**Assignment**
Could you print every entry below exactly as given?

[Saved entries]
• • • • •

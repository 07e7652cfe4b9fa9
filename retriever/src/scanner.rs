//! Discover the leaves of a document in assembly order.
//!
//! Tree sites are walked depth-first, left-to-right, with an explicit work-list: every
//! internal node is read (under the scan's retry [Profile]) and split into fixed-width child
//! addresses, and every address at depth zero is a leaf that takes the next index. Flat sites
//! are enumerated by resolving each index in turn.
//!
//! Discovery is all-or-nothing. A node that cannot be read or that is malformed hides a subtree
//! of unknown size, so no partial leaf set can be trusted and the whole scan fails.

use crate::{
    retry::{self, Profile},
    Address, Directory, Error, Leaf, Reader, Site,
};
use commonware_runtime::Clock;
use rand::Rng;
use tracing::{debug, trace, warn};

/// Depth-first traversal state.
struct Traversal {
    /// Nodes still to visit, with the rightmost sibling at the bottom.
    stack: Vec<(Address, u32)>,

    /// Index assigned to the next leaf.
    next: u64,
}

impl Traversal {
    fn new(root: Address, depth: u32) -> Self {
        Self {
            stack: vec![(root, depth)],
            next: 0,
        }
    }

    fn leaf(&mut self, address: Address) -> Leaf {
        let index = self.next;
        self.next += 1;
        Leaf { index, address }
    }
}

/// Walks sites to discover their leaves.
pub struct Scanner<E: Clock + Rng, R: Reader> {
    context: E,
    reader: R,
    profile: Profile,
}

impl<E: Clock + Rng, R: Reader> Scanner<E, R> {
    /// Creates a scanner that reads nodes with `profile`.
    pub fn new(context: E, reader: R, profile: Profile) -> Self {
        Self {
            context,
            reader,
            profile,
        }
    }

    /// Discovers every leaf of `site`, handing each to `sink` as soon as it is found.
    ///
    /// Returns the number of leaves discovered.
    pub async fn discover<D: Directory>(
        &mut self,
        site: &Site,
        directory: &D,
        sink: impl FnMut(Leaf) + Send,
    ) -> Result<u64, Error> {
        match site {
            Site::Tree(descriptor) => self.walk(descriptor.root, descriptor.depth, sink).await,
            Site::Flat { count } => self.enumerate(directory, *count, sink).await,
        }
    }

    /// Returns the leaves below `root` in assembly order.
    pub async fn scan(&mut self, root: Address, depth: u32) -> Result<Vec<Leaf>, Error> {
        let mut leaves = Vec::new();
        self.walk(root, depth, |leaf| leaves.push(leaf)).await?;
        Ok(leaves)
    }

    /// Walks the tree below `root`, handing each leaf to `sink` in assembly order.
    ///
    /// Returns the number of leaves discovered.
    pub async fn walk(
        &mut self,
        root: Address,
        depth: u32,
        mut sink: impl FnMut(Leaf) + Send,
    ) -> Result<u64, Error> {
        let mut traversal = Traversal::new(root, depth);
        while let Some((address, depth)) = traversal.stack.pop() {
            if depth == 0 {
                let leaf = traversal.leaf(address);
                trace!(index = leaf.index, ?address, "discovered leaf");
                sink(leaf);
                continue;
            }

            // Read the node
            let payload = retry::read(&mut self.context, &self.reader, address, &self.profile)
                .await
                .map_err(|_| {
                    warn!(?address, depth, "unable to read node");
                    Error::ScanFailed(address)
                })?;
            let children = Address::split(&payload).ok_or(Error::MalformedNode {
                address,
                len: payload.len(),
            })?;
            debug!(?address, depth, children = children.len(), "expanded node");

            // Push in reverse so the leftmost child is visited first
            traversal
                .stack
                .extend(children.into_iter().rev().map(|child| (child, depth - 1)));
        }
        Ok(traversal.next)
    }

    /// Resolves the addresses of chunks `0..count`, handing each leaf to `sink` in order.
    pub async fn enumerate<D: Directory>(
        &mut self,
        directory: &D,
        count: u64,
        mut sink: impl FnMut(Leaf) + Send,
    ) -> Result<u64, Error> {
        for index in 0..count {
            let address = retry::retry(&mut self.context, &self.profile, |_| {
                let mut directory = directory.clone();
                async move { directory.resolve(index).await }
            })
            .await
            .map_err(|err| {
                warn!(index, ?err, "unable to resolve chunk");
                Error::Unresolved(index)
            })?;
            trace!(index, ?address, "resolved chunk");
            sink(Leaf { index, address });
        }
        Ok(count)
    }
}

• • • • •

**Solution to this task**
repository 07e7652cfe4b9fa9
filename retriever/src/scanner.rs
//! Discover the leaves of a document in assembly order.
//!
//! Tree sites are walked depth-first, left-to-right, with an explicit work-list: every
//! internal node is read (under the scan's retry [Profile]) and split into fixed-width child
//! addresses, and every address at depth zero is a leaf that takes the next index. Flat sites
//! are enumerated by resolving each index in turn.
//!
//! Discovery is all-or-nothing. A node that cannot be read or that is malformed hides a subtree
//! of unknown size, so no partial leaf set can be trusted and the whole scan fails.

use crate::{
    retry::{self, Profile},
    Address, Directory, Error, Leaf, Reader, Site,
};
use commonware_runtime::Clock;
use rand::Rng;
use tracing::{debug, trace, warn};

/// Depth-first traversal state.
struct Traversal {
    /// Nodes still to visit, with the rightmost sibling at the bottom.
    stack: Vec<(Address, u32)>,

    /// Index assigned to the next leaf.
    next: u64,
}

impl Traversal {
    fn new(root: Address, depth: u32) -> Self {
        Self {
            stack: vec![(root, depth)],
            next: 0,
        }
    }

    fn leaf(&mut self, address: Address) -> Leaf {
        let index = self.next;
        self.next += 1;
        Leaf { index, address }
    }
}

/// Walks sites to discover their leaves.
pub struct Scanner<E: Clock + Rng, R: Reader> {
    context: E,
    reader: R,
    profile: Profile,
}

impl<E: Clock + Rng, R: Reader> Scanner<E, R> {
    /// Creates a scanner that reads nodes with `profile`.
    pub fn new(context: E, reader: R, profile: Profile) -> Self {
        Self {
            context,
            reader,
            profile,
        }
    }

    /// Discovers every leaf of `site`, handing each to `sink` as soon as it is found.
    ///
    /// Returns the number of leaves discovered.
    pub async fn discover<D: Directory>(
        &mut self,
        site: &Site,
        directory: &D,
        sink: impl FnMut(Leaf) + Send,
    ) -> Result<u64, Error> {
        match site {
            Site::Tree(descriptor) => self.walk(descriptor.root, descriptor.depth, sink).await,
            Site::Flat { count } => self.enumerate(directory, *count, sink).await,
        }
    }

    /// Returns the leaves below `root` in assembly order.
    pub async fn scan(&mut self, root: Address, depth: u32) -> Result<Vec<Leaf>, Error> {
        let mut leaves = Vec::new();
        self.walk(root, depth, |leaf| leaves.push(leaf)).await?;
        Ok(leaves)
    }

    /// Walks the tree below `root`, handing each leaf to `sink` in assembly order.
    ///
    /// Returns the number of leaves discovered.
    pub async fn walk(
        &mut self,
        root: Address,
        depth: u32,
        mut sink: impl FnMut(Leaf) + Send,
    ) -> Result<u64, Error> {
        let mut traversal = Traversal::new(root, depth);
        while let Some((address, depth)) = traversal.stack.pop() {
            if depth == 0 {
                let leaf = traversal.leaf(address);
                trace!(index = leaf.index, ?address, "discovered leaf");
                sink(leaf);
                continue;
            }

            // Read the node
            let payload = retry::read(&mut self.context, &self.reader, address, &self.profile)
                .await
                .map_err(|_| {
                    warn!(?address, depth, "unable to read node");
                    Error::ScanFailed(address)
                })?;
            let children = Address::split(&payload).ok_or(Error::MalformedNode {
                address,
                len: payload.len(),
            })?;
            debug!(?address, depth, children = children.len(), "expanded node");

            // Push in reverse so the leftmost child is visited first
            traversal
                .stack
                .extend(children.into_iter().rev().map(|child| (child, depth - 1)));
        }
        Ok(traversal.next)
    }

    /// Resolves the addresses of chunks `0..count`, handing each leaf to `sink` in order.
    pub async fn enumerate<D: Directory>(
        &mut self,
        directory: &D,
        count: u64,
        mut sink: impl FnMut(Leaf) + Send,
    ) -> Result<u64, Error> {
        for index in 0..count {
            let address = retry::retry(&mut self.context, &self.profile, |_| {
                let mut directory = directory.clone();
                async move { directory.resolve(index).await }
            })
            .await
            .map_err(|err| {
                warn!(index, ?err, "unable to resolve chunk");
                Error::Unresolved(index)
            })?;
            trace!(index, ?address, "resolved chunk");
            sink(Leaf { index, address });
        }
        Ok(count)
    }
}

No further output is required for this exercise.